В городе что-то не так со временем. Есть, конечно, всё положенное, профкнижки, промкомбинат, жилстроительство, но прошлое здесь не проходит: оно как слоистая толща воды стоячей, но и подвижной. Отсюда ощущения приезжих (реставраторов ли, литераторов) по дороге и в доме Скудрина-Бучкина: "В серой мрази утра предстали пейзажи не четырнадцатого, а любого доисторического века (...) К полдням пароход пришел в семнадцато-осьмнадцатый век русского Брюгге"; "За окнами осьмнадцатого века шла уездная советская ночь".
Реставраторы скупают у горожан старые вещи, устраивают вечеринку с местными девушками.
В архиве сына Григория Санникова хранится снимок, сделанный в провинциальном фотоателье: у бутафорских берез стоят сам Санников, Пильняк и Верюржский (учитель физики местного педучилища), сидят три девушки. На обороте рукой поэта написано: "На память об Угличе, о встречах с подружками", и дата, октябрь 1928 года. Старая учительница-угличанка Т.Л.Лаврентьева узнала на снимке Римму Завидонову, Екатерину Коровину (обе учительницы) и Веру Емельянову. Вероятно, именно они дали какие-то свои черты "девушкам" из третьей главы повести.
Есть одна конкретная деталь пометка в блокноте, потерянном учительницей Клавдией на месте позднего застолья: "На месткоме предложить записаться на заем индустриализации в размере месячного оклада". Это свежая городская новость. Еще в июле здесь было получено предписание губисполкома ("секретно, срочно"): "Выпуск займа приурочить к 1 сентября (...) Необходимо добиться, чтобы сразу же по объявлении декрета о займе без задержки была развернута разъяснительная кампания, подписка и продажа займа".
Итак друзья-литераторы как бы уступают вымышленным путешественникам собственные дорожные и городские впечатления. Впрочем, они и сами получают взамен азарт антикваров. Их интерес к мебели "екатеринам, павлам, александрам" не совсем умозрительный, что-то, кажется, "облюбовывали" и покупали.
Позднее Санников станет автором поэмы "Каучук", и Марина Цветаева напишет: "Тут я спорила внутри рта (...) В поэзии нуждаются только вещи, в которых никто не нуждается.
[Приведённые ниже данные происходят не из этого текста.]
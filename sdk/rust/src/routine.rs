//! Stored function and procedure calls.

use crate::error::{ErrorCode, MrsError, MrsResult, ResultExt};
use crate::gateway::{FetchOptions, Gateway};
use crate::task::{Task, TaskOptions};
use mrs_core::{JsonObject, ResourceMetadata, ResourceObject};
use serde::de::DeserializeOwned;
use serde::{Deserialize, Serialize};
use serde_json::Value;
use std::sync::Arc;

/// Reply of a function call.
#[derive(Debug, Clone, PartialEq, Deserialize)]
pub struct FunctionResponse<R> {
    pub result: R,
    #[serde(default, rename = "_metadata")]
    pub metadata: Option<ResourceMetadata>,
}

/// Reply of a procedure call. Every result set is wrapped like a resource,
/// its column metadata available through [`ResourceObject::metadata`].
#[derive(Debug, Clone, PartialEq, Default)]
pub struct ProcedureResponse {
    pub out_parameters: Option<JsonObject>,
    pub result_sets: Vec<ResourceObject<JsonObject>>,
    pub metadata: Option<ResourceMetadata>,
}

impl ProcedureResponse {
    /// Parses a procedure reply. Task results carry the out parameters at
    /// the top level instead of under `outParameters`.
    pub fn from_json(value: Value) -> MrsResult<Self> {
        let Value::Object(mut object) = value else {
            return Err(MrsError::invalid_response(
                "Procedure response is not a JSON object",
            ));
        };

        let metadata = match object.remove("_metadata") {
            Some(Value::Null) | None => None,
            Some(metadata) => {
                Some(serde_json::from_value(metadata).map_mrs_err(ErrorCode::DeserializeError)?)
            }
        };
        let result_sets = object
            .remove("resultSets")
            .or_else(|| object.remove("result_sets"));
        let out_parameters = object
            .remove("outParameters")
            .or_else(|| object.remove("out_parameters"));

        let (result_sets, out_parameters) = match result_sets {
            Some(Value::Array(sets)) => {
                let sets = sets
                    .into_iter()
                    .map(ResourceObject::from_json)
                    .collect::<Result<Vec<_>, _>>()?;
                (sets, out_parameters)
            }
            Some(other) => {
                return Err(MrsError::invalid_response(format!(
                    "Expected resultSets to be an array, got {}",
                    other
                )));
            }
            None => {
                let rest = out_parameters.or_else(|| {
                    (!object.is_empty()).then(|| Value::Object(object))
                });
                (Vec::new(), rest)
            }
        };

        let out_parameters = match out_parameters {
            Some(Value::Object(out)) => Some(out),
            Some(Value::Null) | None => None,
            Some(other) => {
                return Err(MrsError::invalid_response(format!(
                    "Expected outParameters to be an object, got {}",
                    other
                )));
            }
        };

        Ok(Self {
            out_parameters,
            result_sets,
            metadata,
        })
    }
}

#[derive(Deserialize)]
#[serde(rename_all = "camelCase")]
struct TaskStartResponse {
    #[serde(alias = "task_id")]
    task_id: String,
    #[serde(default)]
    message: Option<String>,
}

/// Shared plumbing of functions and procedures.
#[derive(Debug, Clone)]
struct Routine {
    gateway: Arc<Gateway>,
    path: String,
}

impl Routine {
    /// PUT with the parameters as body. Absent parameters are sent as `{}`.
    async fn call(&self, params: &impl Serialize) -> MrsResult<Value> {
        let mut body = serde_json::to_value(params).map_mrs_err(ErrorCode::SerializeError)?;
        if body.is_null() {
            body = Value::Object(JsonObject::new());
        }
        let response: Value = self
            .gateway
            .fetch_json(
                &self.path,
                FetchOptions::put().body(body).error_msg("Failed to call item."),
            )
            .await?;

        let metadata = response
            .get("_metadata")
            .and_then(|m| serde_json::from_value::<ResourceMetadata>(m.clone()).ok());
        self.gateway.session().observe_metadata(metadata.as_ref());
        Ok(response)
    }

    async fn start_task(&self, params: &impl Serialize) -> MrsResult<Task> {
        let response = self.call(params).await?;
        let start: TaskStartResponse =
            serde_json::from_value(response).map_mrs_err(ErrorCode::InvalidResponse)?;
        if let Some(message) = &start.message {
            tracing::debug!(task_id = %start.task_id, message = %message, "task started");
        }
        Ok(Task::new(self.gateway.clone(), self.path.clone(), start.task_id))
    }
}

/// A stored function.
#[derive(Debug, Clone)]
pub struct MrsFunction {
    routine: Routine,
}

impl MrsFunction {
    pub(crate) fn new(gateway: Arc<Gateway>, path: String) -> Self {
        Self {
            routine: Routine { gateway, path },
        }
    }

    /// Path relative to the service URL.
    pub fn path(&self) -> &str {
        &self.routine.path
    }

    /// Calls the function. Pass `&()` when it takes no parameters.
    pub async fn call<R: DeserializeOwned>(
        &self,
        params: &impl Serialize,
    ) -> MrsResult<FunctionResponse<R>> {
        let response = self.routine.call(params).await?;
        serde_json::from_value(response).map_mrs_err(ErrorCode::DeserializeError)
    }

    /// Starts the function as an asynchronous task.
    pub async fn start_task(&self, params: &impl Serialize) -> MrsResult<Task> {
        self.routine.start_task(params).await
    }

    /// Starts the function as a task and waits for its result.
    pub async fn call_task<R: DeserializeOwned>(
        &self,
        params: &impl Serialize,
        options: TaskOptions,
    ) -> MrsResult<R> {
        let task = self.start_task(params).await?;
        let data = task.run(options).await?;
        let response: FunctionResponse<R> =
            serde_json::from_value(data).map_mrs_err(ErrorCode::DeserializeError)?;
        Ok(response.result)
    }
}

/// A stored procedure.
#[derive(Debug, Clone)]
pub struct MrsProcedure {
    routine: Routine,
}

impl MrsProcedure {
    pub(crate) fn new(gateway: Arc<Gateway>, path: String) -> Self {
        Self {
            routine: Routine { gateway, path },
        }
    }

    /// Path relative to the service URL.
    pub fn path(&self) -> &str {
        &self.routine.path
    }

    /// Calls the procedure and returns its result sets and out parameters.
    pub async fn call(&self, params: &impl Serialize) -> MrsResult<ProcedureResponse> {
        let response = self.routine.call(params).await?;
        ProcedureResponse::from_json(response)
    }

    /// Starts the routine as an asynchronous task.
    pub async fn start_task(&self, params: &impl Serialize) -> MrsResult<Task> {
        self.routine.start_task(params).await
    }

    /// Runs the procedure as a task and returns its result.
    pub async fn call_task(
        &self,
        params: &impl Serialize,
        options: TaskOptions,
    ) -> MrsResult<ProcedureResponse> {
        let task = self.start_task(params).await?;
        ProcedureResponse::from_json(task.run(options).await?)
    }
}

#[cfg(test)]
mod tests {
    use super::*;
    use crate::mock::MockFetcher;
    use crate::service::{MrsService, ServiceConfig};
    use mrs_core::Facade;
    use serde_json::json;

    fn service(mock: &Arc<MockFetcher>) -> MrsService {
        MrsService::with_fetcher(ServiceConfig::new("http://localhost/svc"), mock.clone())
    }

    #[tokio::test]
    async fn test_function_call() {
        let mock = Arc::new(MockFetcher::new());
        mock.push_json(json!({ "result": 42, "_metadata": { "gtid": "G:1" } }))
            .push_json(json!({ "result": "ok" }));
        let service = service(&mock);
        let sum = service.schema("/db").function("/sum");

        let response: FunctionResponse<i64> = sum.call(&json!({ "a": 40, "b": 2 })).await.unwrap();
        assert_eq!(response.result, 42);
        assert_eq!(service.session().gtid().as_deref(), Some("G:1"));

        let request = mock.last_request().unwrap();
        assert_eq!(request.method, crate::http::Method::Put);
        assert_eq!(request.url, "http://localhost/svc/db/sum");
        assert_eq!(request.json_body().unwrap(), json!({ "a": 40, "b": 2 }));

        let response: FunctionResponse<String> = sum.call(&()).await.unwrap();
        assert_eq!(response.result, "ok");
        assert_eq!(mock.last_request().unwrap().body.as_deref(), Some("{}"));
        assert_eq!(service.session().gtid().as_deref(), Some("G:1"));
    }

    #[tokio::test]
    async fn test_procedure_result_sets_are_wrapped() {
        let mock = Arc::new(MockFetcher::new());
        mock.push_json(json!({
            "resultSets": [{
                "type": "items0",
                "items": [{ "id": 1 }],
                "_metadata": { "columns": [{ "name": "id", "type": "INT" }] }
            }],
            "outParameters": { "total": 1 },
            "_metadata": { "gtid": "G:5" }
        }));

        let response = service(&mock)
            .schema("/db")
            .procedure("/report")
            .call(&json!({ "since": 2020 }))
            .await
            .unwrap();

        assert_eq!(response.out_parameters, Some(json!({ "total": 1 }).as_object().unwrap().clone()));
        assert_eq!(response.metadata.unwrap().gtid.as_deref(), Some("G:5"));
        let set = &response.result_sets[0];
        assert_eq!(set.keys(), ["type", "items"]);
        assert_eq!(set.metadata().extra["columns"][0]["name"], "id");
    }

    #[test]
    fn test_task_result_out_parameters_at_root() {
        let response = ProcedureResponse::from_json(json!({ "total": 3 })).unwrap();
        assert!(response.result_sets.is_empty());
        assert_eq!(response.out_parameters.unwrap()["total"], 3);

        let err = ProcedureResponse::from_json(json!({ "resultSets": 1 })).unwrap_err();
        assert_eq!(err.code, ErrorCode::InvalidResponse);
    }

    #[tokio::test]
    async fn test_start_task() {
        let mock = Arc::new(MockFetcher::new());
        mock.push_json(json!({ "taskId": "T-1", "message": "Request accepted." }));

        let task = service(&mock)
            .schema("/db")
            .procedure("/long")
            .start_task(&())
            .await
            .unwrap();
        assert_eq!(task.id(), "T-1");
        assert_eq!(task.path(), "/db/long/T-1");
    }
}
Это самое бедное место на всей земле".
Но ведь после поездки он так и писал о ненужной керосиновой лампе:
Пожилую, неприветную,
Закоптелую, в пыли,
Мне вчера подругу медную
Из чулана принесли.
Для Санникова старая лампа "медный друг", для писателя душа дома: "За стеной загорелась лампа и зашила машинка. В темноту пришел мир". Похоже, в Угличе оба были безоглядно заняты одушевлением вещей.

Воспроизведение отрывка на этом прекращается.